Work to be completed ::
Using the records below, output the stretch that opens with the line containing "use std::net::SocketAddr;" and closes with the line containing "the no-op cache.", exactly and including both lines, with nothing more.

Data extract ::

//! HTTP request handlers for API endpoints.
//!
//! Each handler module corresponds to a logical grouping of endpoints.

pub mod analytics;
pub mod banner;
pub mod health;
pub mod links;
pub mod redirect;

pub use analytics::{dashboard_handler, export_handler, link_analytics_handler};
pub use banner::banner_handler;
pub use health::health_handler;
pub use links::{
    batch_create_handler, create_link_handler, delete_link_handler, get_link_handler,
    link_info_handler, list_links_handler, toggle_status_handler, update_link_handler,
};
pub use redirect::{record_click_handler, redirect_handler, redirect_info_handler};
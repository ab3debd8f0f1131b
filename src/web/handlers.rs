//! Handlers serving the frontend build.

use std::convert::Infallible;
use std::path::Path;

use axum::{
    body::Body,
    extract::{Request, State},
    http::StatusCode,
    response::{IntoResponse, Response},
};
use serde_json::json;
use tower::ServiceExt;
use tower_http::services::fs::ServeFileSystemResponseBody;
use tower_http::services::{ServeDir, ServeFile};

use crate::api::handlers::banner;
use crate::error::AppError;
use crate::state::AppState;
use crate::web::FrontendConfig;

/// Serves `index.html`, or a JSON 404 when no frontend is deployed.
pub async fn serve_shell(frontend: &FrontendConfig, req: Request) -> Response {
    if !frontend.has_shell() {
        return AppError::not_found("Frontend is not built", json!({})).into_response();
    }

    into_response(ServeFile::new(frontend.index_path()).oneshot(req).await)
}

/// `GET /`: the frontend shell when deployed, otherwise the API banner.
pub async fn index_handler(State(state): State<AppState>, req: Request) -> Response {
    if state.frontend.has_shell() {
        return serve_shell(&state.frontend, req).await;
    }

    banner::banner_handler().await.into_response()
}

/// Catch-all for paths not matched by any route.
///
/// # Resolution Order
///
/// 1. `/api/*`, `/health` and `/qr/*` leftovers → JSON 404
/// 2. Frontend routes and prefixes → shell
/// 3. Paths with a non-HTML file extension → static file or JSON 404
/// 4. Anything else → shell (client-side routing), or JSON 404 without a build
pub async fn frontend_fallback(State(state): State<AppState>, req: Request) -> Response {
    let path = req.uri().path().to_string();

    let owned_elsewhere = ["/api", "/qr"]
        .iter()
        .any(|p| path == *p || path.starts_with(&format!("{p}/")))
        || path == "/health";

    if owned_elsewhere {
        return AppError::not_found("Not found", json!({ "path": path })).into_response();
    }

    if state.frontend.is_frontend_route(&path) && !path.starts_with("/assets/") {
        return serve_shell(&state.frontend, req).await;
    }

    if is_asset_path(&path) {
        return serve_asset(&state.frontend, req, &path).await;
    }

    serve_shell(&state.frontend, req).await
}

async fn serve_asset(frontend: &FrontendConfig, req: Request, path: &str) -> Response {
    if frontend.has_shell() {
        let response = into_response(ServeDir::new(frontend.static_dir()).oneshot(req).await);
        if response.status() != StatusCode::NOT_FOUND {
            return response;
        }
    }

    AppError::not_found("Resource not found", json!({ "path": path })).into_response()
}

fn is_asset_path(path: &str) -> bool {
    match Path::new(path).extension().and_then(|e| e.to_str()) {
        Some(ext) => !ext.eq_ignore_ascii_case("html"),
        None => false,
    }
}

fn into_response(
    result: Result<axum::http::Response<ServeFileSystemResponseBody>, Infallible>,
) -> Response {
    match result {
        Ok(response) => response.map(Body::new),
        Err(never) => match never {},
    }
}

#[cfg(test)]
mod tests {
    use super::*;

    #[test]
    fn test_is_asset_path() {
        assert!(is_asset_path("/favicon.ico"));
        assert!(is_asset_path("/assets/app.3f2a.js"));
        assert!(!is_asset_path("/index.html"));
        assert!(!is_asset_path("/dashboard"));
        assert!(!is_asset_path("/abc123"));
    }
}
...
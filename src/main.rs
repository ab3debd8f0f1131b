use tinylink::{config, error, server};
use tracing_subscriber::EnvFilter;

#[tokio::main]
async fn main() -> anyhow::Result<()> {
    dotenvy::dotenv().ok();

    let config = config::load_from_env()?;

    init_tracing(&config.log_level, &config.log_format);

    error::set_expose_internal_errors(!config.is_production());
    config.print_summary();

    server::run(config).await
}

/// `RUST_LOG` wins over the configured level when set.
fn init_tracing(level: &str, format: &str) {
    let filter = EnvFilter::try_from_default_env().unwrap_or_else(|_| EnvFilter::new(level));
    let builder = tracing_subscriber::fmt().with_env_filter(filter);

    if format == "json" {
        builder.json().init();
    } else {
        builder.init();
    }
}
---
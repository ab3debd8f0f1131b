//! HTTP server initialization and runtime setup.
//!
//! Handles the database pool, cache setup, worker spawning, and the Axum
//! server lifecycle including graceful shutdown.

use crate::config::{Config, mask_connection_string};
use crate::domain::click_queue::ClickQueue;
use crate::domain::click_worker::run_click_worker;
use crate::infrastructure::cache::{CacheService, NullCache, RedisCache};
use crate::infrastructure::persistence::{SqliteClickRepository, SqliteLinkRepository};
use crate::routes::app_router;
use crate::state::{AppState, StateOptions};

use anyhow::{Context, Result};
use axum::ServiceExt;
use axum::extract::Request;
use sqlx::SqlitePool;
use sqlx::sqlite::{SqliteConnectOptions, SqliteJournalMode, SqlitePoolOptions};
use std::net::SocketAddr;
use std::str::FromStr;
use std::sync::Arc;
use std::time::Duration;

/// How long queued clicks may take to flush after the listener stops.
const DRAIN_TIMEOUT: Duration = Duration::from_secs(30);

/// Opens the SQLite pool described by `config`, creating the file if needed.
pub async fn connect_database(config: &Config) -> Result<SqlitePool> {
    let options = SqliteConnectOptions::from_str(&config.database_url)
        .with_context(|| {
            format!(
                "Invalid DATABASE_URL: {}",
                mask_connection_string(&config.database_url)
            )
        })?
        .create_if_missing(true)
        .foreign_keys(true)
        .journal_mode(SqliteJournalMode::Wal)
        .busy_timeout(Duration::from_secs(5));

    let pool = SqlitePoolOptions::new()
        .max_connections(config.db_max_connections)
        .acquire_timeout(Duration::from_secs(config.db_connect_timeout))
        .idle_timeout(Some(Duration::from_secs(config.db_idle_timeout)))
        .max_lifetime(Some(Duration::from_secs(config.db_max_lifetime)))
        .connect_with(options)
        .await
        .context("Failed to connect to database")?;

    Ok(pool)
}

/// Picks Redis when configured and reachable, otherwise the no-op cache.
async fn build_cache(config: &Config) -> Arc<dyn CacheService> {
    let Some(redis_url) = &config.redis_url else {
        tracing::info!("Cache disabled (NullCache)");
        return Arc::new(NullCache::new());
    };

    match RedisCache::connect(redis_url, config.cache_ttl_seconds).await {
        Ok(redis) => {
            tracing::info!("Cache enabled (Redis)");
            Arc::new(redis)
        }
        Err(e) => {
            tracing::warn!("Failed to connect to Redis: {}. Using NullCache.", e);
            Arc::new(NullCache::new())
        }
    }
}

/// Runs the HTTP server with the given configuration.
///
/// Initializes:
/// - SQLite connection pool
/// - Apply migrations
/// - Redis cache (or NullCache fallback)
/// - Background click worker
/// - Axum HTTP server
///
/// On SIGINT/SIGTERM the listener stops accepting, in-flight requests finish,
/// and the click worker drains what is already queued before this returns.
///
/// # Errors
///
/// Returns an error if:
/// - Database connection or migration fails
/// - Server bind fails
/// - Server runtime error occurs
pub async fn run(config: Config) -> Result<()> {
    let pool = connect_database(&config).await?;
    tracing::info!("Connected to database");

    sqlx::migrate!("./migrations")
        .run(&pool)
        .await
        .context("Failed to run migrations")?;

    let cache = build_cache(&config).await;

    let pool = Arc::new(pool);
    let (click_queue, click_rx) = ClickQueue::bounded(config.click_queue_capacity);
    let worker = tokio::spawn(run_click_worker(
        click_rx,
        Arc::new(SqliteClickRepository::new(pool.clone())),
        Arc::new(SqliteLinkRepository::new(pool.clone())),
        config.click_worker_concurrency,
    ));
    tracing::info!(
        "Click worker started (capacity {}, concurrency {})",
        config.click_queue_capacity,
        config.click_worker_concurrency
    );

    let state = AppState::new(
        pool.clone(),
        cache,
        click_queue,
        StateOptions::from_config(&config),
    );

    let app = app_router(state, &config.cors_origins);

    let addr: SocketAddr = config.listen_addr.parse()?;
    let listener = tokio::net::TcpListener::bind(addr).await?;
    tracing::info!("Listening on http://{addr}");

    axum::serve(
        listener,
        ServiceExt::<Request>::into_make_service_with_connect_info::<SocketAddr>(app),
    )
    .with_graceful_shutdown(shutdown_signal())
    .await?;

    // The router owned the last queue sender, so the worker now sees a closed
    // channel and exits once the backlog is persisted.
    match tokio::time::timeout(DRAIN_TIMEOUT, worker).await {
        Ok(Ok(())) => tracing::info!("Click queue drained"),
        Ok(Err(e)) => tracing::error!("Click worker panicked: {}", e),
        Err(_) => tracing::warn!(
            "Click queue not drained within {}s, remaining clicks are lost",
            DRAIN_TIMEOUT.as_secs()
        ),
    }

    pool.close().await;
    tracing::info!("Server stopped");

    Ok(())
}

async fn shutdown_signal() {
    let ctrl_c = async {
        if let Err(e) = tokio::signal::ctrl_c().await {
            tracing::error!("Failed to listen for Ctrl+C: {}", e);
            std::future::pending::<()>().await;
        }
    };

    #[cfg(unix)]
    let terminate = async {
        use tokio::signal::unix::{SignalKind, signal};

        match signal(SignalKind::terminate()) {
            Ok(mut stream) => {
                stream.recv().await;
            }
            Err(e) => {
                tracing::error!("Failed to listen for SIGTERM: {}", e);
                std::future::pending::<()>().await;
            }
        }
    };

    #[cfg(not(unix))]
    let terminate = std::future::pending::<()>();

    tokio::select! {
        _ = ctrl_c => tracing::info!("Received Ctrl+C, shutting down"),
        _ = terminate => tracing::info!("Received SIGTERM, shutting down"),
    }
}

Response area ::
use std::net::SocketAddr;
use std::str::FromStr;
use std::sync::Arc;
use std::time::Duration;

/// How long queued clicks may take to flush after the listener stops.
const DRAIN_TIMEOUT: Duration = Duration::from_secs(30);

/// Opens the SQLite pool described by `config`, creating the file if needed.
pub async fn connect_database(config: &Config) -> Result<SqlitePool> {
    let options = SqliteConnectOptions::from_str(&config.database_url)
        .with_context(|| {
            format!(
                "Invalid DATABASE_URL: {}",
                mask_connection_string(&config.database_url)
            )
        })?
        .create_if_missing(true)
        .foreign_keys(true)
        .journal_mode(SqliteJournalMode::Wal)
        .busy_timeout(Duration::from_secs(5));

    let pool = SqlitePoolOptions::new()
        .max_connections(config.db_max_connections)
        .acquire_timeout(Duration::from_secs(config.db_connect_timeout))
        .idle_timeout(Some(Duration::from_secs(config.db_idle_timeout)))
        .max_lifetime(Some(Duration::from_secs(config.db_max_lifetime)))
        .connect_with(options)
        .await
        .context("Failed to connect to database")?;

    Ok(pool)
}

/// Picks Redis when configured and reachable, otherwise the no-op cache.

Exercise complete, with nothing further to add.